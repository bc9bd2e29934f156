//! Open-data catalog port and the data.gov.in implementation.
//!
//! The catalog speaks the CKAN `package_search` dialect:
//! `GET {endpoint}?q=<query>&rows=<n>` answers
//! `{"success": true, "result": {"results": [...]}}`.

use crate::planner::SearchQuery;
use agriclimate_core::{AppError, AppResult, CatalogConfig};
use async_trait::async_trait;
use reqwest::header;
use serde::Serialize;
use serde_json::Value;
use std::time::Duration;

/// Placeholder for a missing title or organization.
pub const UNKNOWN: &str = "Unknown";

/// Placeholder for a missing description.
pub const NO_DESCRIPTION: &str = "No description";

/// One dataset's metadata, as returned by the catalog.
///
/// Every field is optional; accessors substitute placeholders so that a
/// sparse record can still be cited.
#[derive(Debug, Clone, Default, PartialEq, Eq, Serialize)]
pub struct DatasetRecord {
    pub title: Option<String>,
    pub organization: Option<String>,
    /// The catalog's `notes` field
    pub description: Option<String>,
    /// The catalog's `name` field, the last segment of the dataset URL
    pub identifier: Option<String>,
}

impl DatasetRecord {
    /// Read a record from one element of `result.results`.
    ///
    /// Never fails: absent or oddly typed fields become `None`.
    pub fn from_value(value: &Value) -> Self {
        let text = |v: Option<&Value>| {
            v.and_then(Value::as_str)
                .map(str::trim)
                .filter(|s| !s.is_empty())
                .map(str::to_string)
        };

        Self {
            title: text(value.get("title")),
            organization: text(value.get("organization").and_then(|o| o.get("title"))),
            description: text(value.get("notes")),
            identifier: text(value.get("name")),
        }
    }

    pub fn title(&self) -> &str {
        self.title.as_deref().unwrap_or(UNKNOWN)
    }

    pub fn organization(&self) -> &str {
        self.organization.as_deref().unwrap_or(UNKNOWN)
    }

    pub fn description(&self) -> &str {
        self.description.as_deref().unwrap_or(NO_DESCRIPTION)
    }

    /// Citation URL: `url_base` followed by the identifier (empty if absent).
    pub fn url(&self, url_base: &str) -> String {
        format!("{}{}", url_base, self.identifier.as_deref().unwrap_or(""))
    }
}

/// Keyword search over dataset metadata.
#[async_trait]
pub trait DatasetCatalog: Send + Sync {
    /// Short name used in logs.
    fn name(&self) -> &str;

    /// Return at most `rows` records matching `query`, in catalog order.
    ///
    /// # Errors
    /// `AppError::Catalog` on transport failures, non-success statuses and
    /// bodies that report failure or lack a result list.
    async fn search(&self, query: &SearchQuery, rows: u32) -> AppResult<Vec<DatasetRecord>>;
}

/// Decode a `package_search` response body.
pub fn parse_search_response(body: &Value) -> AppResult<Vec<DatasetRecord>> {
    if body.get("success").and_then(Value::as_bool) != Some(true) {
        let reason = body
            .get("error")
            .and_then(|e| e.get("message"))
            .and_then(Value::as_str)
            .unwrap_or("catalog reported failure");
        return Err(AppError::Catalog(reason.to_string()));
    }

    let results = body
        .get("result")
        .and_then(|r| r.get("results"))
        .and_then(Value::as_array)
        .ok_or_else(|| AppError::Catalog("response has no result list".to_string()))?;

    Ok(results.iter().map(DatasetRecord::from_value).collect())
}

/// data.gov.in CKAN catalog client.
pub struct DataGovCatalog {
    client: reqwest::Client,
    endpoint: String,
}

impl DataGovCatalog {
    /// Build a client from the catalog settings.
    ///
    /// # Errors
    /// Returns `AppError::Config` for a non-http endpoint, an API key that is
    /// not a valid header value, or an HTTP client build failure.
    pub fn new(config: &CatalogConfig, api_key: &str) -> AppResult<Self> {
        let endpoint = config.endpoint.trim();
        if !(endpoint.starts_with("http://") || endpoint.starts_with("https://")) {
            return Err(AppError::Config(format!(
                "Invalid catalog endpoint: {}",
                config.endpoint
            )));
        }

        let mut headers = header::HeaderMap::new();
        let key = header::HeaderValue::from_str(api_key)
            .map_err(|e| AppError::Config(format!("Invalid catalog API key: {}", e)))?;
        headers.insert("api-key", key);

        let client = reqwest::Client::builder()
            .timeout(Duration::from_secs(config.timeout))
            .default_headers(headers)
            .build()
            .map_err(|e| AppError::Config(format!("Failed to build HTTP client: {}", e)))?;

        Ok(Self {
            client,
            endpoint: endpoint.to_string(),
        })
    }
}

#[async_trait]
impl DatasetCatalog for DataGovCatalog {
    fn name(&self) -> &str {
        "data.gov.in"
    }

    async fn search(&self, query: &SearchQuery, rows: u32) -> AppResult<Vec<DatasetRecord>> {
        tracing::debug!(query = %query, rows, "GET {}", self.endpoint);

        let rows = rows.to_string();
        let response = self
            .client
            .get(&self.endpoint)
            .query(&[("q", query.as_str()), ("rows", rows.as_str())])
            .send()
            .await
            .map_err(|e| AppError::Catalog(format!("request failed: {}", e)))?;

        let status = response.status();
        if !status.is_success() {
            return Err(AppError::Catalog(format!("HTTP {}", status)));
        }

        let body: Value = response
            .json()
            .await
            .map_err(|e| AppError::Catalog(format!("invalid response body: {}", e)))?;

        parse_search_response(&body)
    }
}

#####

WORK TO BE COMPLETED: Select all lines in the listing above where the word "const" appears, and show them.

RESPONSE:
pub const UNKNOWN: &str = "Unknown";
pub const NO_DESCRIPTION: &str = "No description";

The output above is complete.